- _Prompt_
Across the entries below, how many lines include "derive"? Give the number and nothing else.

- _Source information_
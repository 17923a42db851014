//! Registration store.
//!
//! Each discovery node keeps the registrants whose topics it owns. The store
//! belongs to the node's event loop, so it needs no interior locking.

use std::collections::{BTreeMap, BTreeSet};

use serde::Serialize;

use chordcast_core::config::CapacityConfig;
use chordcast_core::message::{RegistrantInfo, Role, Tally};

#[derive(Debug, Clone, PartialEq, Eq, Serialize)]
pub struct RegistrantRecord {
    pub info: RegistrantInfo,
    pub role: Role,
    pub topics: BTreeSet<String>,
}

impl RegistrantRecord {
    pub fn new(role: Role, info: RegistrantInfo, topics: impl IntoIterator<Item = String>) -> Self {
        Self {
            info,
            role,
            topics: topics.into_iter().collect(),
        }
    }

    /// At least one topic in common.
    pub fn matches_any(&self, topics: &[String]) -> bool {
        topics.iter().any(|t| self.topics.contains(t))
    }
}

#[derive(Debug, Clone, PartialEq, Eq, thiserror::Error)]
pub enum RegistrationError {
    #[error("Max {} already reached on this node", role_plural(.0))]
    Capacity(Role, usize),
}

fn role_plural(role: &Role) -> &'static str {
    match role {
        Role::Publisher => "publishers",
        Role::Subscriber => "subscribers",
        Role::Broker => "brokers",
    }
}

#[derive(Debug, Default)]
pub struct RegistrationStore {
    publishers: BTreeMap<String, RegistrantRecord>,
    subscribers: BTreeMap<String, RegistrantRecord>,
    brokers: BTreeMap<String, RegistrantRecord>,
    capacity: CapacityConfig,
    revision: u64,
}

impl RegistrationStore {
    pub fn new(capacity: CapacityConfig) -> Self {
        Self {
            capacity,
            ..Self::default()
        }
    }

    fn table(&self, role: Role) -> &BTreeMap<String, RegistrantRecord> {
        match role {
            Role::Publisher => &self.publishers,
            Role::Subscriber => &self.subscribers,
            Role::Broker => &self.brokers,
        }
    }

    fn limit(&self, role: Role) -> usize {
        match role {
            Role::Publisher => self.capacity.max_publishers,
            Role::Subscriber => self.capacity.max_subscribers,
            Role::Broker => self.capacity.max_brokers,
        }
    }

    /// Add a registrant, or merge topics into an existing one with the same
    /// id. Capacity only applies to ids not seen before.
    pub fn register(&mut self, record: RegistrantRecord) -> Result<(), RegistrationError> {
        let role = record.role;
        let limit = self.limit(role);
        let table = match role {
            Role::Publisher => &mut self.publishers,
            Role::Subscriber => &mut self.subscribers,
            Role::Broker => &mut self.brokers,
        };

        match table.get_mut(&record.info.id) {
            Some(existing) => {
                existing.topics.extend(record.topics);
                existing.info = record.info;
            }
            None => {
                if limit != 0 && table.len() >= limit {
                    return Err(RegistrationError::Capacity(role, limit));
                }
                table.insert(record.info.id.clone(), record);
            }
        }
        self.revision += 1;
        Ok(())
    }

    pub fn count(&self, role: Role) -> usize {
        self.table(role).len()
    }

    pub fn get(&self, role: Role, id: &str) -> Option<&RegistrantRecord> {
        self.table(role).get(id)
    }

    /// Local quorum check against this node's own tables.
    pub fn is_ready(&self, expected_publishers: usize, expected_subscribers: usize) -> bool {
        self.publishers.len() >= expected_publishers && self.subscribers.len() >= expected_subscribers
    }

    /// Bumped by every accepted registration.
    pub fn revision(&self) -> u64 {
        self.revision
    }

    /// Publishers sharing at least one topic with `topics`.
    pub fn publishers_for_topics(&self, topics: &[String]) -> Vec<RegistrantInfo> {
        self.publishers
            .values()
            .filter(|r| r.matches_any(topics))
            .map(|r| r.info.clone())
            .collect()
    }

    /// This node's contribution to a readiness census.
    pub fn tally(&self) -> Tally {
        Tally {
            publishers: self
                .publishers
                .iter()
                .map(|(id, r)| (id.clone(), r.info.clone()))
                .collect(),
            subscribers: self.subscribers.keys().cloned().collect(),
            brokers: self
                .brokers
                .iter()
                .map(|(id, r)| (id.clone(), r.info.clone()))
                .collect(),
        }
    }

    /// Every record, publishers first.
    pub fn records(&self) -> Vec<RegistrantRecord> {
        self.publishers
            .values()
            .chain(self.subscribers.values())
            .chain(self.brokers.values())
            .cloned()
            .collect()
    }
}

#[cfg(test)]
mod tests {
    use super::*;

    fn record(role: Role, id: &str, topics: &[&str]) -> RegistrantRecord {
        RegistrantRecord::new(
            role,
            RegistrantInfo {
                id: id.into(),
                address: "10.0.0.9".into(),
                port: 7000,
            },
            topics.iter().map(|t| t.to_string()),
        )
    }

    fn names(topics: &[&str]) -> Vec<String> {
        topics.iter().map(|t| t.to_string()).collect()
    }

    #[test]
    fn repeated_registration_is_idempotent_and_merges_topics() {
        let mut store = RegistrationStore::default();
        store.register(record(Role::Publisher, "pub1", &["A"])).unwrap();
        store.register(record(Role::Publisher, "pub1", &["A"])).unwrap();
        assert_eq!(store.count(Role::Publisher), 1);

        store.register(record(Role::Publisher, "pub1", &["B"])).unwrap();
        let rec = store.get(Role::Publisher, "pub1").unwrap();
        assert_eq!(rec.topics.len(), 2);
        assert_eq!(store.count(Role::Publisher), 1);
    }

    #[test]
    fn lookup_requires_a_common_topic() {
        let mut store = RegistrationStore::default();
        store.register(record(Role::Publisher, "pub1", &["A", "B"])).unwrap();
        assert_eq!(store.publishers_for_topics(&names(&["B", "C"])).len(), 1);
        assert!(store.publishers_for_topics(&names(&["C", "D"])).is_empty());
        assert!(store.publishers_for_topics(&[]).is_empty());
    }

    #[test]
    fn readiness_tracks_expected_counts() {
        let mut store = RegistrationStore::default();
        store.register(record(Role::Publisher, "pub1", &["A"])).unwrap();
        assert!(!store.is_ready(2, 1));
        store.register(record(Role::Publisher, "pub2", &["A"])).unwrap();
        assert!(!store.is_ready(2, 1));
        store.register(record(Role::Subscriber, "sub1", &["A"])).unwrap();
        assert!(store.is_ready(2, 1));
    }

    #[test]
    fn capacity_rejects_new_ids_only() {
        let mut store = RegistrationStore::new(CapacityConfig {
            max_publishers: 1,
            ..CapacityConfig::default()
        });
        store.register(record(Role::Publisher, "pub1", &["A"])).unwrap();
        let err = store
            .register(record(Role::Publisher, "pub2", &["A"]))
            .unwrap_err();
        assert_eq!(err, RegistrationError::Capacity(Role::Publisher, 1));
        assert_eq!(err.to_string(), "Max publishers already reached on this node");
        assert_eq!(store.revision(), 1);

        // The existing registrant can still add topics.
        store.register(record(Role::Publisher, "pub1", &["B"])).unwrap();
        assert_eq!(store.revision(), 2);
        // Other roles are unaffected.
        store.register(record(Role::Subscriber, "sub1", &["A"])).unwrap();
    }

    #[test]
    fn roles_are_kept_apart() {
        let mut store = RegistrationStore::default();
        store.register(record(Role::Publisher, "x", &["A"])).unwrap();
        store.register(record(Role::Broker, "b", &[])).unwrap();
        assert_eq!(store.count(Role::Publisher), 1);
        assert_eq!(store.count(Role::Broker), 1);
        assert_eq!(store.count(Role::Subscriber), 0);

        let tally = store.tally();
        assert!(tally.publishers.contains_key("x"));
        assert!(tally.brokers.contains_key("b"));
        assert_eq!(store.records().len(), 2);
    }
}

- _Output_
3